[Collected data]
§ §

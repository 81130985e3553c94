use crate::traits::Reranker;
use crate::types::{RankedSource, SelectedSources, SourceRecord};
use std::collections::HashSet;
use tracing::{debug, info, warn};

/// Flatten per-task result batches into one list of unique sources. The
/// link is the dedup key; the first sighting of a link keeps its title and
/// snippet, and the output preserves discovery order.
pub fn deduplicate_sources(batches: &[Vec<SourceRecord>]) -> Vec<SourceRecord> {
    let mut seen: HashSet<String> = HashSet::new();
    let mut unique = Vec::new();
    for batch in batches {
        for source in batch {
            if source.link.is_empty() {
                continue;
            }
            if seen.insert(source.link.clone()) {
                unique.push(source.clone());
            }
        }
    }
    debug!("Consolidated {} unique sources from {} result batches", unique.len(), batches.len());
    unique
}

/// Rank the candidate sources against the query and partition them into the
/// primary and secondary tiers. Ranking happens on title+snippet scoring
/// documents, before any content is fetched. A ranking failure or an empty
/// ranking falls back to original discovery order.
pub async fn select_sources(
    reranker: &dyn Reranker,
    user_query: &str,
    all_sources: &[SourceRecord],
    top_m: usize,
    next_k: usize,
) -> SelectedSources {
    if all_sources.is_empty() {
        warn!("No unique sources found to process");
        return SelectedSources::default();
    }

    let documents: Vec<String> = all_sources
        .iter()
        .map(|s| format!("{} {}", s.title, s.snippet))
        .collect();

    let ranked = match reranker.rerank(user_query, &documents, documents.len()).await {
        Ok(results) if !results.is_empty() => {
            let mut entries: Vec<_> =
                results.iter().filter(|r| r.index < all_sources.len()).copied().collect();
            // Start from discovery order so that the stable score sort
            // breaks ties by first sighting.
            entries.sort_by_key(|r| r.index);
            let mut ranked: Vec<RankedSource> = entries
                .into_iter()
                .map(|r| RankedSource { source: all_sources[r.index].clone(), score: r.score })
                .collect();
            ranked.sort_by(|a, b| {
                b.score.partial_cmp(&a.score).unwrap_or(std::cmp::Ordering::Equal)
            });
            if let (Some(first), Some(last)) = (ranked.first(), ranked.last()) {
                info!(
                    "Reranking complete, scores range from {:.4} to {:.4}",
                    first.score, last.score
                );
            }
            Some(ranked.into_iter().map(|r| r.source).collect::<Vec<_>>())
        }
        Ok(_) => {
            warn!("Reranking returned no results, falling back to discovery order");
            None
        }
        Err(e) => {
            warn!("Reranking failed ({}), falling back to discovery order", e);
            None
        }
    };

    let ordered = ranked.unwrap_or_else(|| all_sources.to_vec());
    partition(ordered, top_m, next_k)
}

/// Positional split of an ordered source list into the two tiers. A source
/// never lands in both; when fewer than `top_m` sources exist the secondary
/// tier is simply empty.
fn partition(ordered: Vec<SourceRecord>, top_m: usize, next_k: usize) -> SelectedSources {
    let mut iter = ordered.into_iter();
    let top: Vec<SourceRecord> = iter.by_ref().take(top_m).collect();
    let next: Vec<SourceRecord> = iter.take(next_k).collect();
    info!(
        "Selected {} primary and {} secondary sources",
        top.len(),
        next.len()
    );
    SelectedSources { top_m: top, next_k: next }
}

#[cfg(test)]
mod tests {
    use super::*;
    use crate::traits::RankedIndex;
    use async_trait::async_trait;

    fn src(link: &str, title: &str) -> SourceRecord {
        SourceRecord {
            link: link.to_string(),
            title: title.to_string(),
            snippet: format!("snippet for {}", title),
        }
    }

    struct FixedRanker(Vec<RankedIndex>);

    #[async_trait]
    impl Reranker for FixedRanker {
        async fn rerank(
            &self,
            _query: &str,
            _documents: &[String],
            _top_k: usize,
        ) -> crate::types::Result<Vec<RankedIndex>> {
            Ok(self.0.clone())
        }
    }

    struct FailingRanker;

    #[async_trait]
    impl Reranker for FailingRanker {
        async fn rerank(
            &self,
            _query: &str,
            _documents: &[String],
            _top_k: usize,
        ) -> crate::types::Result<Vec<RankedIndex>> {
            Err(crate::types::ResearchError::General("ranker down".to_string()))
        }
    }

    #[test]
    fn dedupe_keeps_first_sighting() {
        let batches = vec![
            vec![src("https://a.example", "A first"), src("https://b.example", "B")],
            vec![src("https://a.example", "A second"), src("https://c.example", "C")],
        ];
        let unique = deduplicate_sources(&batches);
        assert_eq!(unique.len(), 3);
        assert_eq!(unique[0].title, "A first");
        assert_eq!(unique[1].link, "https://b.example");
        assert_eq!(unique[2].link, "https://c.example");
    }

    #[test]
    fn dedupe_skips_sources_without_links() {
        let batches = vec![vec![src("", "missing"), src("https://a.example", "A")]];
        assert_eq!(deduplicate_sources(&batches).len(), 1);
    }

    #[tokio::test]
    async fn ranked_order_drives_the_partition() {
        let sources = vec![src("https://a.example", "A"), src("https://b.example", "B"), src("https://c.example", "C")];
        let ranker = FixedRanker(vec![
            RankedIndex { index: 2, score: 0.9 },
            RankedIndex { index: 0, score: 0.5 },
            RankedIndex { index: 1, score: 0.1 },
        ]);
        let selected = select_sources(&ranker, "q", &sources, 2, 1).await;
        assert_eq!(selected.top_m[0].link, "https://c.example");
        assert_eq!(selected.top_m[1].link, "https://a.example");
        assert_eq!(selected.next_k[0].link, "https://b.example");
    }

    #[tokio::test]
    async fn ranker_failure_falls_back_to_discovery_order() {
        let sources = vec![src("https://a.example", "A"), src("https://b.example", "B"), src("https://c.example", "C")];
        let selected = select_sources(&FailingRanker, "q", &sources, 2, 2).await;
        assert_eq!(selected.top_m.len(), 2);
        assert_eq!(selected.top_m[0].link, "https://a.example");
        assert_eq!(selected.next_k.len(), 1);
        assert_eq!(selected.next_k[0].link, "https://c.example");
    }

    #[tokio::test]
    async fn empty_ranking_also_falls_back() {
        let sources = vec![src("https://a.example", "A")];
        let selected = select_sources(&FixedRanker(vec![]), "q", &sources, 3, 4).await;
        assert_eq!(selected.top_m.len(), 1);
        assert!(selected.next_k.is_empty());
    }

    #[tokio::test]
    async fn no_candidates_yields_empty_selection() {
        let selected = select_sources(&FailingRanker, "q", &[], 3, 4).await;
        assert!(selected.is_empty());
    }

    #[tokio::test]
    async fn tie_scores_keep_discovery_order() {
        let sources = vec![src("https://a.example", "A"), src("https://b.example", "B")];
        let ranker = FixedRanker(vec![
            RankedIndex { index: 1, score: 0.5 },
            RankedIndex { index: 0, score: 0.5 },
        ]);
        let selected = select_sources(&ranker, "q", &sources, 2, 0).await;
        assert_eq!(selected.top_m[0].link, "https://a.example");
    }
}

§ §

◆ THE PROBLEM
What lines above contain the string "list"? Copy all of them.

◆ WRITTEN REPLY
/// Flatten per-task result batches into one list of unique sources. The
/// Positional split of an ordered source list into the two tiers. A source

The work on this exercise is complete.